Song Jin-hyung (; born 13 August 1987) is a South Korean football player who plays as a midfielder.

Club career
Song started his professional career at Brazilian club Internacional, before moving back to his homeland South Korea to play for one of the powerhouses of Korean and Asian football FC Seoul.

After a stint with FC Seoul, Song went to Australia in the hope of securing an A-League contract. After trialling with Newcastle United Jets, he impressed coach Gary van Egmond enough to earn a contract with the club. Newcastle's management immediately secured his visa and arranged his contract, a two-year deal signed on 18 January 2008.

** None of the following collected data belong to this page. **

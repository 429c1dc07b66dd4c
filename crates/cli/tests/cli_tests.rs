// Integration tests for the `eancheck` binary: run, compare, labels, extract, map.
// Run with: cargo test -p eancheck-cli --test cli_tests -- --nocapture

use std::path::Path;
use std::process::{Command, Output};

use rust_xlsxwriter::{DataValidation, Workbook};
use tempfile::{tempdir, TempDir};

fn eancheck() -> Command {
    Command::new(env!("CARGO_BIN_EXE_eancheck"))
}

fn run_in(dir: &Path, args: &[&str]) -> Output {
    eancheck()
        .current_dir(dir)
        .args(args)
        .output()
        .expect("spawn eancheck")
}

fn stdout(output: &Output) -> String {
    String::from_utf8_lossy(&output.stdout).into_owned()
}

fn stderr(output: &Output) -> String {
    String::from_utf8_lossy(&output.stderr).into_owned()
}

/// Main workbook: EANs in B, status in F with a list validation.
fn write_orders(path: &Path, eans: &[&str], labels: &[&str]) {
    let mut wb = Workbook::new();
    let ws = wb.add_worksheet();
    ws.set_name("Orders").unwrap();
    ws.write_string(0, 0, "Item").unwrap();
    ws.write_string(0, 1, "EAN").unwrap();
    ws.write_string(0, 5, "Status").unwrap();
    for (i, ean) in eans.iter().enumerate() {
        ws.write_string(i as u32 + 1, 0, format!("item {i}")).unwrap();
        ws.write_string(i as u32 + 1, 1, *ean).unwrap();
    }
    let dv = DataValidation::new().allow_list_strings(labels).unwrap();
    ws.add_data_validation(1, 5, 200, 5, &dv).unwrap();
    wb.save(path).unwrap();
}

/// Vendor scenario: row 2 is received from Vendor A, row 3 is missing.
fn vendor_fixture() -> TempDir {
    let dir = tempdir().unwrap();
    write_orders(
        &dir.path().join("orders.xlsx"),
        &["12345678901234", "99999999999999"],
        &["Received - Vendor A", "Received - Vendor B", "Missing"],
    );
    std::fs::write(dir.path().join("Vendor A.csv"), "ean\n1234-5678-901234\n").unwrap();
    std::fs::write(dir.path().join("Vendor B.txt"), "nothing shipped this week\n").unwrap();
    write_config(dir.path(), "");
    dir
}

fn write_config(dir: &Path, labels_section: &str) {
    let config = format!(
        r#"
[main]
file = "orders.xlsx"
sheet = "Orders"
ean_column = "B"
status_column = "F"

[[references]]
file = "Vendor A.csv"

[[references]]
file = "Vendor B.txt"

{labels_section}
"#
    );
    std::fs::write(dir.join("orders.toml"), config).unwrap();
}

// ---------------------------------------------------------------------------
// run
// ---------------------------------------------------------------------------

#[test]
fn run_json_assigns_labels() {
    let dir = vendor_fixture();
    let output = run_in(dir.path(), &["run", "orders.toml", "--json"]);

    assert!(output.status.success(), "stderr: {}", stderr(&output));
    let result: serde_json::Value = serde_json::from_str(&stdout(&output)).expect("valid JSON");

    assert_eq!(result["assignment"]["2"]["label"], "Received - Vendor A");
    assert_eq!(result["assignment"]["2"]["source"], "Vendor A");
    assert_eq!(result["assignment"]["3"]["label"], "Missing");
    assert_eq!(result["fallback_label"], "Missing");
    assert_eq!(result["summary"]["matched_rows"], 1);
    assert_eq!(result["summary"]["fallback_rows"], 1);

    // Empty reference is reported, not fatal
    assert!(stderr(&output).contains("has no valid identifiers"));
}

#[test]
fn run_writes_assignment_csv() {
    let dir = vendor_fixture();
    let output = run_in(dir.path(), &["run", "orders.toml", "--output", "out.csv"]);

    assert!(output.status.success(), "stderr: {}", stderr(&output));
    let csv = std::fs::read_to_string(dir.path().join("out.csv")).unwrap();
    assert_eq!(
        csv,
        "row,identifier,label,source\n\
         2,12345678901234,Received - Vendor A,Vendor A\n\
         3,99999999999999,Missing,\n"
    );
}

#[test]
fn run_writes_annotated_workbook() {
    let dir = vendor_fixture();
    let output = run_in(dir.path(), &["run", "orders.toml", "-o", "labelled.xlsx"]);

    assert!(output.status.success(), "stderr: {}", stderr(&output));
    assert!(dir.path().join("labelled.xlsx").exists());
}

#[test]
fn strict_label_count_fails_with_config_code() {
    let dir = vendor_fixture();
    write_config(dir.path(), "[labels]\nexpected_count = 2\n");

    let lenient = run_in(dir.path(), &["run", "orders.toml"]);
    assert!(lenient.status.success());
    assert!(stderr(&lenient).contains("expected 2 candidate label(s), found 3"));

    let strict = run_in(dir.path(), &["run", "orders.toml", "--strict-labels"]);
    assert_eq!(strict.status.code(), Some(3));
    assert!(stderr(&strict).contains("error: expected 2 candidate label(s), found 3"));
}

#[test]
fn unresolved_mapping_exit_code() {
    let dir = tempdir().unwrap();
    write_orders(
        &dir.path().join("orders.xlsx"),
        &["12345678901234"],
        &["Vendor A", "Archive", "Backlog"],
    );
    std::fs::write(dir.path().join("Vendor A.csv"), "12345678901234\n").unwrap();
    std::fs::write(dir.path().join("Vendor B.txt"), "4012345678901\n").unwrap();
    write_config(dir.path(), "");

    let output = run_in(dir.path(), &["run", "orders.toml"]);
    assert_eq!(output.status.code(), Some(4));
    assert!(stderr(&output).contains("Vendor B"));
    assert!(stderr(&output).contains("hint:"));
}

#[test]
fn configured_fallback_absorbs_unmapped_sources() {
    let dir = tempdir().unwrap();
    write_orders(
        &dir.path().join("orders.xlsx"),
        &["12345678901234", "4012345678901"],
        &["Vendor A", "Archive", "Backlog"],
    );
    std::fs::write(dir.path().join("Vendor A.csv"), "12345678901234\n").unwrap();
    std::fs::write(dir.path().join("Vendor B.txt"), "4012345678901\n").unwrap();
    write_config(dir.path(), "[labels]\nfallback = \"Backlog\"\n");

    let output = run_in(dir.path(), &["run", "orders.toml", "--json"]);
    assert!(output.status.success(), "stderr: {}", stderr(&output));
    let result: serde_json::Value = serde_json::from_str(&stdout(&output)).unwrap();
    assert_eq!(result["assignment"]["2"]["label"], "Vendor A");
    assert_eq!(result["assignment"]["3"]["label"], "Backlog");
    assert_eq!(result["mapping"]["unmapped"][0], "Vendor B");
}

#[test]
fn no_identifiers_exit_code() {
    let dir = tempdir().unwrap();
    write_orders(&dir.path().join("orders.xlsx"), &["n/a", "123"], &["Vendor A", "Missing"]);
    std::fs::write(dir.path().join("Vendor A.csv"), "12345678\n").unwrap();
    std::fs::write(dir.path().join("Vendor B.txt"), "\n").unwrap();
    write_config(dir.path(), "");

    let output = run_in(dir.path(), &["run", "orders.toml"]);
    assert_eq!(output.status.code(), Some(5));
}

#[test]
fn bad_config_and_missing_files() {
    let dir = tempdir().unwrap();
    std::fs::write(dir.path().join("broken.toml"), "[main]\nfile = \"x.xlsx\"\n").unwrap();
    let output = run_in(dir.path(), &["run", "broken.toml"]);
    assert_eq!(output.status.code(), Some(3));

    let output = run_in(dir.path(), &["run", "absent.toml"]);
    assert_eq!(output.status.code(), Some(7));

    write_config(dir.path(), "");
    let output = run_in(dir.path(), &["run", "orders.toml"]);
    assert_eq!(output.status.code(), Some(7), "stderr: {}", stderr(&output));
}

// ---------------------------------------------------------------------------
// compare
// ---------------------------------------------------------------------------

#[test]
fn compare_identical_and_divergent() {
    let dir = tempdir().unwrap();
    std::fs::write(dir.path().join("left.csv"), "ean,status\n1,Received\n2,Missing\n").unwrap();
    std::fs::write(dir.path().join("same.csv"), "ean,status\n1, Received \n2,Missing\n").unwrap();
    std::fs::write(dir.path().join("right.csv"), "ean,status\n1,Missing\n").unwrap();

    let same = run_in(dir.path(), &["compare", "left.csv", "same.csv", "--column", "B"]);
    assert!(same.status.success(), "stderr: {}", stderr(&same));
    assert_eq!(stdout(&same), "");

    let diff = run_in(
        dir.path(),
        &["compare", "left.csv", "right.csv", "--column", "B", "--output", "diff.csv"],
    );
    assert_eq!(diff.status.code(), Some(1));
    assert_eq!(
        stdout(&diff),
        "2\tmismatch\tReceived\tMissing\n3\tmissing_in_side2\tMissing\t-\n"
    );
    let written = std::fs::read_to_string(dir.path().join("diff.csv")).unwrap();
    assert!(written.starts_with("row,kind,left,right\n"));
}

#[test]
fn compare_json_counts() {
    let dir = tempdir().unwrap();
    std::fs::write(dir.path().join("left.csv"), "ean,status\n1,A\n").unwrap();
    std::fs::write(dir.path().join("right.csv"), "ean,status\n1,A\n2,B\n").unwrap();

    let output = run_in(dir.path(), &["compare", "left.csv", "right.csv", "-c", "2", "--json"]);
    assert_eq!(output.status.code(), Some(1));
    let result: serde_json::Value = serde_json::from_str(&stdout(&output)).unwrap();
    assert_eq!(result["rows_compared"], 2);
    assert_eq!(result["matching"], 1);
    assert_eq!(result["missing_in_side1"], 1);
}

#[test]
fn compare_rejects_bad_column() {
    let dir = tempdir().unwrap();
    let output = run_in(dir.path(), &["compare", "a.csv", "b.csv", "--column", "B2"]);
    assert_eq!(output.status.code(), Some(2));
}

// ---------------------------------------------------------------------------
// labels / extract / map
// ---------------------------------------------------------------------------

#[test]
fn labels_from_list_validation() {
    let dir = vendor_fixture();
    let output = run_in(dir.path(), &["labels", "orders.xlsx", "--column", "F"]);

    assert!(output.status.success(), "stderr: {}", stderr(&output));
    assert_eq!(stdout(&output), "Received - Vendor A\nReceived - Vendor B\nMissing\n");
    assert!(stderr(&output).contains("list validation"));
}

#[test]
fn labels_fall_back_to_column_values() {
    let dir = tempdir().unwrap();
    std::fs::write(dir.path().join("orders.csv"), "ean,status\n1,Missing\n2,Received\n3,Missing\n").unwrap();

    let output = run_in(dir.path(), &["labels", "orders.csv", "--column", "B"]);
    assert!(output.status.success());
    assert_eq!(stdout(&output), "Missing\nReceived\n");

    let empty = run_in(dir.path(), &["labels", "orders.csv", "--column", "D"]);
    assert_eq!(empty.status.code(), Some(6));
}

#[test]
fn extract_from_text_document() {
    let dir = tempdir().unwrap();
    std::fs::write(
        dir.path().join("brief.txt"),
        "Delivery KING01042\nEAN 4012345678901, alt 0012-3456-7890\n",
    )
    .unwrap();

    let output = run_in(dir.path(), &["extract", "brief.txt", "--json"]);
    assert!(output.status.success(), "stderr: {}", stderr(&output));
    let found: Vec<serde_json::Value> = serde_json::from_str(&stdout(&output)).unwrap();
    let eans: Vec<&str> = found.iter().map(|v| v["ean"].as_str().unwrap()).collect();
    assert!(eans.contains(&"4012345678901"));
    assert!(eans.contains(&"001234567890"));
    assert!(!eans.contains(&"KING01042"));

    let with_codes = run_in(dir.path(), &["extract", "brief.txt", "--allow-non-numeric", "--min-digits", "6"]);
    assert!(stdout(&with_codes).contains("KING01042\t"));

    let bad_bounds = run_in(dir.path(), &["extract", "brief.txt", "--min-digits", "9", "--max-digits", "8"]);
    assert_eq!(bad_bounds.status.code(), Some(2));
}

#[test]
fn map_dry_run_keeps_labels_exclusive() {
    let output = eancheck()
        .args([
            "map",
            "--source", "KING01042 Brief",
            "--source", "KING01058 Brief",
            "--label", "Recieved - KING01042",
            "--label", "Recieved - KING01058",
            "--label", "Missing",
        ])
        .output()
        .unwrap();

    assert!(output.status.success(), "stderr: {}", stderr(&output));
    assert_eq!(
        stdout(&output),
        "KING01042 Brief\tRecieved - KING01042\ttoken\nKING01058 Brief\tRecieved - KING01058\ttoken\n"
    );
    assert!(stderr(&output).contains("fallback label: Missing"));
}

#[test]
fn map_never_hands_out_the_no_match_label() {
    let output = eancheck()
        .args([
            "map",
            "--source", "ACME2024 missing items",
            "--label", "Missing",
            "--label", "Received - ACME2024",
        ])
        .output()
        .unwrap();

    assert!(output.status.success(), "stderr: {}", stderr(&output));
    assert_eq!(stdout(&output), "ACME2024 missing items\tReceived - ACME2024\ttoken\n");
    assert!(stderr(&output).contains("fallback label: Missing"));
}
// Shared helpers for OOXML containers (xlsx, docx)

use std::io::{Read, Seek};
use std::path::Path;

use zip::ZipArchive;

use crate::error::{IoError, Result};

pub(crate) fn open_archive(path: &Path) -> Result<ZipArchive<std::fs::File>> {
    let file = std::fs::File::open(path).map_err(|source| IoError::Read {
        path: path.to_path_buf(),
        source,
    })?;
    ZipArchive::new(file).map_err(|e| IoError::Container {
        path: path.to_path_buf(),
        message: e.to_string(),
    })
}

/// Read a part of the archive as UTF-8 text.
pub(crate) fn read_zip_file<R: Read + Seek>(archive: &mut ZipArchive<R>, part: &str) -> Result<String> {
    let mut file = archive.by_name(part).map_err(|e| IoError::Xml {
        part: part.to_string(),
        message: format!("part not found: {}", e),
    })?;

    let mut content = String::new();
    file.read_to_string(&mut content)?;
    Ok(content)
}

/// Text of a predefined or numeric entity reference (`quot`, `#233`, `#x41`).
pub(crate) fn resolve_entity(name: &str) -> Option<char> {
    match name {
        "quot" => Some('"'),
        "amp" => Some('&'),
        "apos" => Some('\''),
        "lt" => Some('<'),
        "gt" => Some('>'),
        _ => {
            let num = name.strip_prefix('#')?;
            let code = match num.strip_prefix('x').or_else(|| num.strip_prefix('X')) {
                Some(hex) => u32::from_str_radix(hex, 16).ok()?,
                None => num.parse().ok()?,
            };
            char::from_u32(code)
        }
    }
}

pub(crate) fn xml_error(part: &str, e: impl std::fmt::Display) -> IoError {
    IoError::Xml {
        part: part.to_string(),
        message: e.to_string(),
    }
}
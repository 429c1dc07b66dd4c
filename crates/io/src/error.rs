use std::path::PathBuf;

use thiserror::Error;

#[derive(Debug, Error)]
pub enum IoError {
    #[error("cannot read '{path}': {source}")]
    Read {
        path: PathBuf,
        #[source]
        source: std::io::Error,
    },

    #[error("failed to open workbook '{path}': {message}")]
    Workbook { path: PathBuf, message: String },

    #[error("sheet {selector} not found in '{path}'")]
    SheetNotFound { path: PathBuf, selector: String },

    #[error("'{path}' is not a valid container: {message}")]
    Container { path: PathBuf, message: String },

    #[error("XML parse error in '{part}': {message}")]
    Xml { part: String, message: String },

    #[error("unsupported file type: {0}")]
    UnsupportedFormat(String),

    #[error("CSV error: {0}")]
    Csv(#[from] csv::Error),

    #[error("Excel write error: {0}")]
    XlsxWrite(#[from] rust_xlsxwriter::XlsxError),

    #[error(transparent)]
    Recon(#[from] eancheck_recon::ReconError),

    #[error("IO error: {0}")]
    Io(#[from] std::io::Error),
}

pub type Result<T> = std::result::Result<T, IoError>;
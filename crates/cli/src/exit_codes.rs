//! CLI Exit Code Registry
//!
//! This is the single source of truth for all CLI exit codes.
//! Exit codes are part of the shell contract; scripts rely on them.
//!
//! # Exit Codes
//!
//! | Code | Domain    | Description                                        |
//! |------|-----------|----------------------------------------------------|
//! | 0    | Universal | Success                                            |
//! | 1    | Universal | General error; `compare` found differences         |
//! | 2    | Universal | CLI usage error (bad args, bad column reference)   |
//! | 3    | run       | Invalid config or label-count mismatch             |
//! | 4    | run       | Reference source could not be mapped to a label    |
//! | 5    | run       | No valid identifiers in the main sheet             |
//! | 6    | run       | No candidate labels found                          |
//! | 7    | io        | File could not be read or written                  |
//!
//! # Adding New Exit Codes
//!
//! 1. Add the constant
//! 2. Document what triggers it
//! 3. Update the table above
//! 4. Wire it into the relevant command's error handling

use eancheck_io::IoError;
use eancheck_recon::ReconError;

// =============================================================================
// Universal (0-2)
// =============================================================================

/// Success - command completed without errors.
pub const EXIT_SUCCESS: u8 = 0;

/// General error - unspecified failure.
/// Avoid using this; prefer a specific error code.
pub const EXIT_ERROR: u8 = 1;

/// Usage error - bad arguments, unparseable column reference.
pub const EXIT_USAGE: u8 = 2;

// =============================================================================
// Compare
// =============================================================================

/// Compare found differences.
/// Like `diff(1)`, exit 1 means "files differ."
pub const EXIT_COMPARE_DIFFS: u8 = 1;

// =============================================================================
// Run (3-6)
// =============================================================================

/// Config file failed to parse or validate, or the label count was wrong under strict mode.
pub const EXIT_CONFIG: u8 = 3;

/// At least one reference source matched no label and no fallback exists.
pub const EXIT_UNRESOLVED_MAPPING: u8 = 4;

/// The main sheet holds no valid identifier.
pub const EXIT_NO_IDENTIFIERS: u8 = 5;

/// Neither a list validation nor the status column offered any label.
pub const EXIT_EMPTY_LABELS: u8 = 6;

// =============================================================================
// IO (7)
// =============================================================================

/// Input could not be opened or parsed, or output could not be written.
pub const EXIT_IO: u8 = 7;

// =============================================================================
// Error mapping
// =============================================================================

pub fn recon_exit_code(err: &ReconError) -> u8 {
    match err {
        ReconError::ConfigParse(_)
        | ReconError::ConfigValidation(_)
        | ReconError::LabelCountMismatch { .. } => EXIT_CONFIG,
        ReconError::UnresolvedMapping { .. } => EXIT_UNRESOLVED_MAPPING,
        ReconError::NoIdentifiers => EXIT_NO_IDENTIFIERS,
        ReconError::EmptyCandidateLabels => EXIT_EMPTY_LABELS,
    }
}

pub fn io_exit_code(err: &IoError) -> u8 {
    match err {
        IoError::Recon(e) => recon_exit_code(e),
        _ => EXIT_IO,
    }
}

#[cfg(test)]
mod tests {
    use super::*;

    #[test]
    fn recon_errors_map_to_distinct_codes() {
        assert_eq!(recon_exit_code(&ReconError::NoIdentifiers), EXIT_NO_IDENTIFIERS);
        assert_eq!(recon_exit_code(&ReconError::EmptyCandidateLabels), EXIT_EMPTY_LABELS);
        assert_eq!(
            recon_exit_code(&ReconError::LabelCountMismatch { expected: 2, found: 3 }),
            EXIT_CONFIG
        );
        assert_eq!(
            recon_exit_code(&ReconError::UnresolvedMapping { sources: vec!["x".into()] }),
            EXIT_UNRESOLVED_MAPPING
        );
    }

    #[test]
    fn io_errors_default_to_io_code() {
        assert_eq!(io_exit_code(&IoError::UnsupportedFormat("a.pdf".into())), EXIT_IO);
        assert_eq!(io_exit_code(&IoError::Recon(ReconError::ConfigValidation("x".into()))), EXIT_CONFIG);
    }
}
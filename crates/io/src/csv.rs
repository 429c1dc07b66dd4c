// CSV/TSV import into cell grids

use std::collections::HashMap;
use std::io::Read;
use std::path::Path;

use eancheck_recon::grid::CellGrid;

use crate::error::{IoError, Result};
use crate::xlsx::SheetGrid;

/// Load a delimited text file as a grid. `.tsv` files are tab-separated,
/// anything else is sniffed.
pub fn open_grid(path: &Path) -> Result<SheetGrid> {
    let content = read_file_as_utf8(path)?;
    let is_tsv = path.extension().is_some_and(|e| e.eq_ignore_ascii_case("tsv"));
    let delimiter = if is_tsv { b'\t' } else { sniff_delimiter(&content) };
    grid_from_string(&content, delimiter, &sheet_name_for(path))
}

fn sheet_name_for(path: &Path) -> String {
    path.file_stem()
        .map(|s| s.to_string_lossy().into_owned())
        .unwrap_or_else(|| "csv".into())
}

/// Candidate delimiters; later entries win ties.
const DELIMITERS: [u8; 4] = [b'|', b',', b';', b'\t'];

/// Pick the delimiter whose most common field count (above one) covers the
/// most sampled lines, weighted by that count. Blank lines are not sampled.
/// One identifier per line, the usual reference export, falls back to a comma.
fn sniff_delimiter(content: &str) -> u8 {
    let sample: Vec<&str> = content
        .lines()
        .filter(|line| !line.trim().is_empty())
        .take(20)
        .collect();

    DELIMITERS
        .iter()
        .filter_map(|&delimiter| {
            let mut widths: HashMap<usize, usize> = HashMap::new();
            for line in &sample {
                *widths.entry(field_count(line, delimiter)).or_default() += 1;
            }
            let (width, lines) = widths
                .into_iter()
                .filter(|&(width, _)| width > 1)
                .max_by_key(|&(width, lines)| (lines, width))?;
            Some((lines * width, delimiter))
        })
        .max_by_key(|&(score, _)| score)
        .map(|(_, delimiter)| delimiter)
        .unwrap_or(b',')
}

fn field_count(line: &str, delimiter: u8) -> usize {
    csv::ReaderBuilder::new()
        .delimiter(delimiter)
        .has_headers(false)
        .flexible(true)
        .from_reader(line.as_bytes())
        .records()
        .next()
        .and_then(|r| r.ok())
        .map_or(1, |r| r.len())
}

/// Read file and convert to UTF-8 if needed (handles Windows-1252, Latin-1, etc.)
pub fn read_file_as_utf8(path: &Path) -> Result<String> {
    let mut file = std::fs::File::open(path).map_err(|source| IoError::Read {
        path: path.to_path_buf(),
        source,
    })?;
    let mut bytes = Vec::new();
    file.read_to_end(&mut bytes).map_err(|source| IoError::Read {
        path: path.to_path_buf(),
        source,
    })?;

    match String::from_utf8(bytes) {
        Ok(s) => Ok(s),
        Err(e) => {
            let bytes = e.into_bytes();
            // Excel-exported CSVs are usually Windows-1252
            let (decoded, _, _) = encoding_rs::WINDOWS_1252.decode(&bytes);
            Ok(decoded.into_owned())
        }
    }
}

fn grid_from_string(content: &str, delimiter: u8, name: &str) -> Result<SheetGrid> {
    let mut reader = csv::ReaderBuilder::new()
        .delimiter(delimiter)
        .has_headers(false)
        .flexible(true)
        .from_reader(content.as_bytes());

    let mut grid = SheetGrid::empty(name);
    for (row_idx, result) in reader.records().enumerate() {
        let record = result?;
        for (col_idx, field) in record.iter().enumerate() {
            if !field.trim().is_empty() {
                grid.set_text(row_idx as u32 + 1, col_idx as u32 + 1, field);
            }
        }
    }

    tracing::debug!(sheet = name, rows = grid.last_row(), "csv grid loaded");
    Ok(grid)
}

#[cfg(test)]
mod tests {
    use super::*;
    use eancheck_recon::grid::CellValue;
    use std::fs;
    use tempfile::tempdir;

    #[test]
    fn sniff_semicolon() {
        let content = "ean;name\n4012345678901;Shoes\n";
        assert_eq!(sniff_delimiter(content), b';');
    }

    #[test]
    fn sniff_ignores_a_ragged_title_line() {
        let content = "Vendor export, March\n\nean;name;qty\n4012345678901;Shoes;2\n00123456789012;Hat;1\n";
        assert_eq!(sniff_delimiter(content), b';');
    }

    #[test]
    fn single_column_defaults_to_comma() {
        assert_eq!(sniff_delimiter("4012345678901\n00123456789012\n"), b',');
        assert_eq!(sniff_delimiter(""), b',');
    }

    #[test]
    fn tsv_extension_forces_tab() {
        let dir = tempdir().unwrap();
        let path = dir.path().join("codes.tsv");
        fs::write(&path, "4012345678901;x\t12345678\n").unwrap();
        let grid = open_grid(&path).unwrap();
        assert_eq!(grid.value(1, 1), Some(CellValue::Text("4012345678901;x".into())));
        assert_eq!(grid.value(1, 2), Some(CellValue::Text("12345678".into())));
    }

    #[test]
    fn open_grid_reads_text_cells() {
        let dir = tempdir().unwrap();
        let path = dir.path().join("vendor.csv");
        fs::write(&path, "ean,name\n00123456789012,Shoes\n,\n4012345678901,Hat\n").unwrap();

        let grid = open_grid(&path).unwrap();
        assert_eq!(grid.sheet_name(), "vendor");
        assert_eq!(grid.last_row(), 4);
        assert_eq!(grid.value(2, 1), Some(CellValue::Text("00123456789012".into())));
        assert!(!grid.has_value(3, 1));
    }

    #[test]
    fn windows_1252_is_decoded() {
        let dir = tempdir().unwrap();
        let path = dir.path().join("latin.csv");
        fs::write(&path, b"caf\xe9,12345678\n").unwrap();
        let grid = open_grid(&path).unwrap();
        assert_eq!(grid.value(1, 1), Some(CellValue::Text("café".into())));
    }
}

Song made his debut for the club in the away leg of their semi-final clash with rivals, Central Coast Mariners, which Newcastle lost 3–0. He played a starring role in their subsequent grand final victory over Central Coast, constantly proving a menacing threat for the Mariners' defence. Song's first senior career goal came on 19 December 2008 against Melbourne Victory. Song threaded through a sublime ball through to Jets' striker Joel Griffiths, who squared the ball back to Song to fire into the bottom corner of the net, securing three points for the Jets.

Song made it clear that his preference was to play in Europe, although he didn't ruled out the possibility of re-signing with the Jets. On 29 March 2010, it was announced that he would trial at PSV Eindhoven, the former club of fellow Koreans Park Ji-Sung and Lee Young-Pyo.

On 28 June 2010 the 22-year-old Korean attacking midfielder signed a two-year contract with Tours FC of the French Ligue 2.

In January 2012, he returned to South Korea from the French side for K-League outfit Jeju United. On 31 January 2012, Song signed a three-year contract with Jeju on a free transfer.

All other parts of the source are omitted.